4-0 Silk is placed at the level of the meibomian glands. These sutures will be used as Frost sutures later. I will usually tighten the lower lid in these cases in order to add to the post-operative stability of the lid. This will be peformed with your standard lateral tarsal strip. Canthotomy, cantholysis, dissection between the anterior and posterior lamella, excision of the mucocutaneous junction, scraping the tasal conjunctiva, shortening the strip, and suturing the strip to the lateral orbital rim at the level of Whitnall's tubercle. The suture used here is a 4-0 mersilene suture on an S2 needle. These sutures are placed relatively superior and posterior. The sutures are tied.
The skin graft is then placed into the lower lid defect.
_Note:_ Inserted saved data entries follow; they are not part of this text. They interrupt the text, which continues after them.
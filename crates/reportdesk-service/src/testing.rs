//! In-memory gateway fakes for service tests.
//!
//! Each fake mirrors the ordering and read-state semantics of the real
//! Postgres repositories: listings come back newest first, `mark_read`
//! reports success for any existing row, and `mark_all_read_for_user`
//! reports whether anything actually changed.

use std::sync::atomic::{AtomicI64, Ordering};
use std::sync::{Arc, Mutex};

use async_trait::async_trait;
use chrono::Utc;

use reportdesk_core::error::AppError;
use reportdesk_core::result::AppResult;
use reportdesk_database::gateway::{
    AnnouncementStore, NotificationStore, ReportStore, UserStore,
};
use reportdesk_entity::announcement::{Announcement, NewAnnouncement};
use reportdesk_entity::notification::{NewNotification, Notification, NotificationKind};
use reportdesk_entity::report::{NewReport, Report, ReportStatus};
use reportdesk_entity::user::{CreateUser, User, UserRole};

/// Registration data for a test user.
pub fn sample_user(username: &str, role: UserRole) -> CreateUser {
    CreateUser {
        username: username.to_string(),
        password: "secret1".to_string(),
        full_name: format!("{username} full name"),
        address: "1 Test Street".to_string(),
        gender: None,
        email: format!("{username}@example.com"),
        contact_number: None,
        birthday: None,
        role,
    }
}

/// Submission data for a test report.
pub fn sample_report(resident_id: i64) -> NewReport {
    NewReport {
        resident_id,
        report_type: "Road Damage".to_string(),
        location: "Main St.".to_string(),
        description: "Pothole near the crosswalk".to_string(),
    }
}

#[derive(Default)]
pub struct MemoryUserStore {
    next_id: AtomicI64,
    rows: Mutex<Vec<User>>,
}

impl MemoryUserStore {
    pub fn new() -> Arc<Self> {
        Arc::new(Self::default())
    }

    fn all_user_ids(&self) -> Vec<i64> {
        self.rows.lock().unwrap().iter().map(|u| u.id).collect()
    }
}

#[async_trait]
impl UserStore for MemoryUserStore {
    async fn create(&self, user: &CreateUser) -> AppResult<User> {
        user.validate()?;
        let mut rows = self.rows.lock().unwrap();
        if rows
            .iter()
            .any(|u| u.username == user.username || u.email == user.email)
        {
            return Err(AppError::duplicate_entry("Username or email already exists"));
        }
        let now = Utc::now();
        let created = User {
            id: self.next_id.fetch_add(1, Ordering::SeqCst) + 1,
            username: user.username.clone(),
            password: user.password.clone(),
            full_name: user.full_name.clone(),
            address: user.address.clone(),
            gender: user.gender.clone(),
            email: user.email.clone(),
            contact_number: user.contact_number.clone(),
            birthday: user.birthday.clone(),
            role: user.role,
            created_at: now,
            updated_at: now,
        };
        rows.push(created.clone());
        Ok(created)
    }

    async fn find_by_id(&self, id: i64) -> AppResult<Option<User>> {
        Ok(self
            .rows
            .lock()
            .unwrap()
            .iter()
            .find(|u| u.id == id)
            .cloned())
    }

    async fn find_by_username(&self, username: &str) -> AppResult<Option<User>> {
        Ok(self
            .rows
            .lock()
            .unwrap()
            .iter()
            .find(|u| u.username == username)
            .cloned())
    }

    async fn find_by_email(&self, email: &str) -> AppResult<Option<User>> {
        Ok(self
            .rows
            .lock()
            .unwrap()
            .iter()
            .find(|u| u.email == email)
            .cloned())
    }

    async fn authenticate(&self, username: &str, password: &str) -> AppResult<Option<User>> {
        Ok(self
            .rows
            .lock()
            .unwrap()
            .iter()
            .find(|u| u.username == username && u.password == password)
            .cloned())
    }

    async fn find_all(&self) -> AppResult<Vec<User>> {
        Ok(self.rows.lock().unwrap().iter().rev().cloned().collect())
    }

    async fn find_by_role(&self, role: UserRole) -> AppResult<Vec<User>> {
        Ok(self
            .rows
            .lock()
            .unwrap()
            .iter()
            .rev()
            .filter(|u| u.role == role)
            .cloned()
            .collect())
    }

    async fn update(&self, user: &User) -> AppResult<User> {
        if user.id <= 0 {
            return Err(AppError::validation("User id must be positive"));
        }
        user.validate()?;
        let mut rows = self.rows.lock().unwrap();
        let existing = rows
            .iter_mut()
            .find(|u| u.id == user.id)
            .ok_or_else(|| AppError::not_found("User not found"))?;
        *existing = User {
            updated_at: Utc::now(),
            ..user.clone()
        };
        Ok(existing.clone())
    }

    async fn update_password(&self, user_id: i64, new_password: &str) -> AppResult<bool> {
        let mut rows = self.rows.lock().unwrap();
        match rows.iter_mut().find(|u| u.id == user_id) {
            Some(user) => {
                user.password = new_password.to_string();
                user.updated_at = Utc::now();
                Ok(true)
            }
            None => Ok(false),
        }
    }

    async fn delete(&self, id: i64) -> AppResult<bool> {
        let mut rows = self.rows.lock().unwrap();
        let before = rows.len();
        rows.retain(|u| u.id != id);
        Ok(rows.len() < before)
    }

    async fn count(&self) -> AppResult<i64> {
        Ok(self.rows.lock().unwrap().len() as i64)
    }
}

#[derive(Default)]
pub struct MemoryReportStore {
    next_id: AtomicI64,
    rows: Mutex<Vec<Report>>,
}

impl MemoryReportStore {
    pub fn new() -> Arc<Self> {
        Arc::new(Self::default())
    }
}

#[async_trait]
impl ReportStore for MemoryReportStore {
    async fn create(&self, report: &NewReport) -> AppResult<Report> {
        report.validate()?;
        let now = Utc::now();
        let created = Report {
            id: self.next_id.fetch_add(1, Ordering::SeqCst) + 1,
            resident_id: report.resident_id,
            report_type: report.report_type.clone(),
            location: report.location.clone(),
            description: report.description.clone(),
            status: ReportStatus::Pending,
            created_at: now,
            updated_at: now,
        };
        self.rows.lock().unwrap().push(created.clone());
        Ok(created)
    }

    async fn find_by_id(&self, id: i64) -> AppResult<Option<Report>> {
        Ok(self
            .rows
            .lock()
            .unwrap()
            .iter()
            .find(|r| r.id == id)
            .cloned())
    }

    async fn find_all(&self) -> AppResult<Vec<Report>> {
        Ok(self.rows.lock().unwrap().iter().rev().cloned().collect())
    }

    async fn find_by_resident(&self, resident_id: i64) -> AppResult<Vec<Report>> {
        Ok(self
            .rows
            .lock()
            .unwrap()
            .iter()
            .rev()
            .filter(|r| r.resident_id == resident_id)
            .cloned()
            .collect())
    }

    async fn find_by_status(&self, status: ReportStatus) -> AppResult<Vec<Report>> {
        Ok(self
            .rows
            .lock()
            .unwrap()
            .iter()
            .rev()
            .filter(|r| r.status == status)
            .cloned()
            .collect())
    }

    async fn update(&self, report: &Report) -> AppResult<Report> {
        if report.id <= 0 {
            return Err(AppError::validation("Report id must be positive"));
        }
        report.validate()?;
        let mut rows = self.rows.lock().unwrap();
        let existing = rows
            .iter_mut()
            .find(|r| r.id == report.id)
            .ok_or_else(|| AppError::not_found("Report not found"))?;
        *existing = Report {
            updated_at: Utc::now(),
            ..report.clone()
        };
        Ok(existing.clone())
    }

    async fn update_status(&self, report_id: i64, status: ReportStatus) -> AppResult<bool> {
        let mut rows = self.rows.lock().unwrap();
        match rows.iter_mut().find(|r| r.id == report_id) {
            Some(report) => {
                report.status = status;
                report.updated_at = Utc::now();
                Ok(true)
            }
            None => Ok(false),
        }
    }

    async fn delete(&self, id: i64) -> AppResult<bool> {
        let mut rows = self.rows.lock().unwrap();
        let before = rows.len();
        rows.retain(|r| r.id != id);
        Ok(rows.len() < before)
    }

    async fn count_by_status(&self, status: ReportStatus) -> AppResult<i64> {
        Ok(self
            .rows
            .lock()
            .unwrap()
            .iter()
            .filter(|r| r.status == status)
            .count() as i64)
    }
}

#[derive(Default)]
pub struct MemoryAnnouncementStore {
    next_id: AtomicI64,
    rows: Mutex<Vec<Announcement>>,
}

impl MemoryAnnouncementStore {
    pub fn new() -> Arc<Self> {
        Arc::new(Self::default())
    }
}

#[async_trait]
impl AnnouncementStore for MemoryAnnouncementStore {
    async fn create(&self, announcement: &NewAnnouncement) -> AppResult<Announcement> {
        announcement.validate()?;
        let now = Utc::now();
        let created = Announcement {
            id: self.next_id.fetch_add(1, Ordering::SeqCst) + 1,
            admin_id: announcement.admin_id,
            title: announcement.title.clone(),
            content: announcement.content.clone(),
            created_at: now,
            updated_at: now,
        };
        self.rows.lock().unwrap().push(created.clone());
        Ok(created)
    }

    async fn find_by_id(&self, id: i64) -> AppResult<Option<Announcement>> {
        Ok(self
            .rows
            .lock()
            .unwrap()
            .iter()
            .find(|a| a.id == id)
            .cloned())
    }

    async fn find_all(&self) -> AppResult<Vec<Announcement>> {
        Ok(self.rows.lock().unwrap().iter().rev().cloned().collect())
    }

    async fn find_recent(&self, limit: i64) -> AppResult<Vec<Announcement>> {
        Ok(self
            .rows
            .lock()
            .unwrap()
            .iter()
            .rev()
            .take(limit.max(0) as usize)
            .cloned()
            .collect())
    }

    async fn find_by_admin(&self, admin_id: i64) -> AppResult<Vec<Announcement>> {
        Ok(self
            .rows
            .lock()
            .unwrap()
            .iter()
            .rev()
            .filter(|a| a.admin_id == admin_id)
            .cloned()
            .collect())
    }

    async fn update(&self, announcement: &Announcement) -> AppResult<Announcement> {
        if announcement.id <= 0 {
            return Err(AppError::validation("Announcement id must be positive"));
        }
        announcement.validate()?;
        let mut rows = self.rows.lock().unwrap();
        let existing = rows
            .iter_mut()
            .find(|a| a.id == announcement.id)
            .ok_or_else(|| AppError::not_found("Announcement not found"))?;
        *existing = Announcement {
            updated_at: Utc::now(),
            ..announcement.clone()
        };
        Ok(existing.clone())
    }

    async fn delete(&self, id: i64) -> AppResult<bool> {
        let mut rows = self.rows.lock().unwrap();
        let before = rows.len();
        rows.retain(|a| a.id != id);
        Ok(rows.len() < before)
    }

    async fn count(&self) -> AppResult<i64> {
        Ok(self.rows.lock().unwrap().len() as i64)
    }
}

pub struct MemoryNotificationStore {
    next_id: AtomicI64,
    rows: Mutex<Vec<Notification>>,
    /// Backs the batched all-users insert, like the SELECT over the users
    /// table in the real repository.
    users: Arc<MemoryUserStore>,
}

impl MemoryNotificationStore {
    pub fn new(users: Arc<MemoryUserStore>) -> Arc<Self> {
        Arc::new(Self {
            next_id: AtomicI64::new(0),
            rows: Mutex::new(Vec::new()),
            users,
        })
    }

    fn insert(&self, notification: &NewNotification) -> Notification {
        let now = Utc::now();
        let created = Notification {
            id: self.next_id.fetch_add(1, Ordering::SeqCst) + 1,
            user_id: notification.user_id,
            title: notification.title.clone(),
            message: notification.message.clone(),
            kind: notification.kind,
            related_id: notification.related_id,
            is_read: false,
            created_at: now,
            updated_at: now,
        };
        self.rows.lock().unwrap().push(created.clone());
        created
    }
}

#[async_trait]
impl NotificationStore for MemoryNotificationStore {
    async fn create(&self, notification: &NewNotification) -> AppResult<Notification> {
        notification.validate()?;
        Ok(self.insert(notification))
    }

    async fn find_by_id(&self, id: i64) -> AppResult<Option<Notification>> {
        Ok(self
            .rows
            .lock()
            .unwrap()
            .iter()
            .find(|n| n.id == id)
            .cloned())
    }

    async fn find_by_user(&self, user_id: i64) -> AppResult<Vec<Notification>> {
        Ok(self
            .rows
            .lock()
            .unwrap()
            .iter()
            .rev()
            .filter(|n| n.user_id == user_id)
            .cloned()
            .collect())
    }

    async fn find_unread_by_user(&self, user_id: i64) -> AppResult<Vec<Notification>> {
        Ok(self
            .rows
            .lock()
            .unwrap()
            .iter()
            .rev()
            .filter(|n| n.user_id == user_id && !n.is_read)
            .cloned()
            .collect())
    }

    async fn find_all(&self) -> AppResult<Vec<Notification>> {
        Ok(self.rows.lock().unwrap().iter().rev().cloned().collect())
    }

    async fn mark_read(&self, notification_id: i64) -> AppResult<bool> {
        let mut rows = self.rows.lock().unwrap();
        match rows.iter_mut().find(|n| n.id == notification_id) {
            Some(notification) => {
                notification.is_read = true;
                notification.updated_at = Utc::now();
                Ok(true)
            }
            None => Ok(false),
        }
    }

    async fn mark_all_read_for_user(&self, user_id: i64) -> AppResult<bool> {
        let mut rows = self.rows.lock().unwrap();
        let mut changed = false;
        for notification in rows.iter_mut() {
            if notification.user_id == user_id && !notification.is_read {
                notification.is_read = true;
                notification.updated_at = Utc::now();
                changed = true;
            }
        }
        Ok(changed)
    }

    async fn unread_count(&self, user_id: i64) -> AppResult<i64> {
        Ok(self
            .rows
            .lock()
            .unwrap()
            .iter()
            .filter(|n| n.user_id == user_id && !n.is_read)
            .count() as i64)
    }

    async fn create_for_all_users(
        &self,
        title: &str,
        message: &str,
        kind: NotificationKind,
        related_id: Option<i64>,
    ) -> AppResult<u64> {
        let user_ids = self.users.all_user_ids();
        for user_id in &user_ids {
            self.insert(&NewNotification {
                user_id: *user_id,
                title: title.to_string(),
                message: message.to_string(),
                kind,
                related_id,
            });
        }
        Ok(user_ids.len() as u64)
    }

    async fn delete(&self, id: i64) -> AppResult<bool> {
        let mut rows = self.rows.lock().unwrap();
        let before = rows.len();
        rows.retain(|n| n.id != id);
        Ok(rows.len() < before)
    }
}
// Vertex buffer
//
// Host-visible, host-coherent memory written once at setup and never touched
// again; lives for the whole session.

use ash::vk;
use bytemuck::Pod;

use super::device::DeviceContext;
use super::handles::{take, Releaser};
use crate::error::{RenderError, Result, VkResultExt};

#[derive(Default)]
pub struct VertexBuffer {
    pub buffer: vk::Buffer,
    pub memory: vk::DeviceMemory,
    pub vertex_count: u32,
}

impl VertexBuffer {
    pub fn new<T: Pod>(ctx: &DeviceContext, vertices: &[T]) -> Result<Self> {
        let (buffer, memory) = create_buffer_with_data(
            ctx,
            vk::BufferUsageFlags::VERTEX_BUFFER,
            bytemuck::cast_slice(vertices),
        )?;

        log::debug!("Uploaded {} vertices", vertices.len());

        Ok(Self {
            buffer,
            memory,
            vertex_count: vertices.len() as u32,
        })
    }

    pub fn release(&mut self, releaser: &impl Releaser) {
        if let Some(buffer) = take(&mut self.buffer) {
            releaser.destroy_buffer(buffer);
        }
        if let Some(memory) = take(&mut self.memory) {
            releaser.free_memory(memory);
        }
    }
}

/// Helper to create a GPU buffer with specified usage and memory properties
pub fn create_buffer(
    ctx: &DeviceContext,
    size: vk::DeviceSize,
    usage: vk::BufferUsageFlags,
    memory_properties: vk::MemoryPropertyFlags,
) -> Result<(vk::Buffer, vk::DeviceMemory)> {
    let device = &ctx.device;

    let buffer_info = vk::BufferCreateInfo::builder()
        .size(size)
        .usage(usage)
        .sharing_mode(vk::SharingMode::EXCLUSIVE);

    let buffer = unsafe { device.create_buffer(&buffer_info, None) }.creating("buffer")?;

    let mem_requirements = unsafe { device.get_buffer_memory_requirements(buffer) };

    let memory = find_memory_type(
        &ctx.memory_properties,
        mem_requirements.memory_type_bits,
        memory_properties,
    )
    .and_then(|memory_type_index| {
        let alloc_info = vk::MemoryAllocateInfo::builder()
            .allocation_size(mem_requirements.size)
            .memory_type_index(memory_type_index);
        unsafe { device.allocate_memory(&alloc_info, None) }.creating("buffer memory")
    });

    let memory = match memory {
        Ok(memory) => memory,
        Err(e) => {
            unsafe { device.destroy_buffer(buffer, None) };
            return Err(e);
        }
    };

    if let Err(result) = unsafe { device.bind_buffer_memory(buffer, memory, 0) } {
        unsafe {
            device.destroy_buffer(buffer, None);
            device.free_memory(memory, None);
        }
        return Err(RenderError::ResourceCreationFailure {
            resource: "buffer memory binding",
            result,
        });
    }

    Ok((buffer, memory))
}

/// Create a host-visible buffer and fill it with `data`
pub fn create_buffer_with_data(
    ctx: &DeviceContext,
    usage: vk::BufferUsageFlags,
    data: &[u8],
) -> Result<(vk::Buffer, vk::DeviceMemory)> {
    let size = data.len() as vk::DeviceSize;

    let (buffer, memory) = create_buffer(
        ctx,
        size,
        usage,
        vk::MemoryPropertyFlags::HOST_VISIBLE | vk::MemoryPropertyFlags::HOST_COHERENT,
    )?;

    let mapped = unsafe {
        ctx.device
            .map_memory(memory, 0, size, vk::MemoryMapFlags::empty())
    };

    match mapped {
        Ok(ptr) => unsafe {
            std::ptr::copy_nonoverlapping(data.as_ptr(), ptr.cast::<u8>(), data.len());
            ctx.device.unmap_memory(memory);
        },
        Err(result) => {
            unsafe {
                ctx.device.destroy_buffer(buffer, None);
                ctx.device.free_memory(memory, None);
            }
            return Err(RenderError::ResourceCreationFailure {
                resource: "buffer mapping",
                result,
            });
        }
    }

    Ok((buffer, memory))
}

/// Find a memory type allowed by `type_filter` that has all `properties`
pub fn find_memory_type(
    memory_properties: &vk::PhysicalDeviceMemoryProperties,
    type_filter: u32,
    properties: vk::MemoryPropertyFlags,
) -> Result<u32> {
    (0..memory_properties.memory_type_count)
        .find(|&i| {
            let has_type = (type_filter & (1 << i)) != 0;
            let has_properties = memory_properties.memory_types[i as usize]
                .property_flags
                .contains(properties);
            has_type && has_properties
        })
        .ok_or(RenderError::ResourceCreationFailure {
            resource: "buffer memory (no suitable memory type)",
            result: vk::Result::ERROR_OUT_OF_DEVICE_MEMORY,
        })
}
Prior to doing this, any remaining orbicularis is excised from the back side of the graft so that only dermis and epidermis remain. Usually I would make a template of the defect prior to harvesting the skin graft. In this case, the maximal amount of skin was removed from the upper lid, so the graft is trimmed to fit the defect. The graft is then sutured into position. 7-0 Vicryl is used in this case. I will also use 5-0 fast absorbing gut suture or a permanent monofilament suture such as a 6-0 prolene or nylon suture. Interrupted sutures are placed in 4 cardinal positions followed by a running suture to complete the closure.
The upper eyelid incision is then closed. In this case it is performed with a 6-0 prolene suture. This can be placed in an interrupted or running fashion as is noted in this case.
6-0 silk sutures are then used to fixate the subsequent bolster into position. Depending on the size of your graft anywhere from 2 to 4 sutures may be needed. Two are used in this case. Some surgeons will place these sutures to incorporate the edge of the graft. In this case sutures are placed outside the graft. Antibiotic ointment is then placed on the surface of the graft, followed by the bolster which has underlying telfa and a sponge. I like to use a sponge from a sterile scrub sponge without soap. The sutures are then tied to place adequate pressure on the graft. The graft should remained undisturbed for one weak so that it establishes its vascular supply. The frost sutures are then taped to the patient's forehead to keep the eyelid on stretch. This is then followed with placement of a double eye pad. The patient returns in one week for removal of the eyepad and bolster.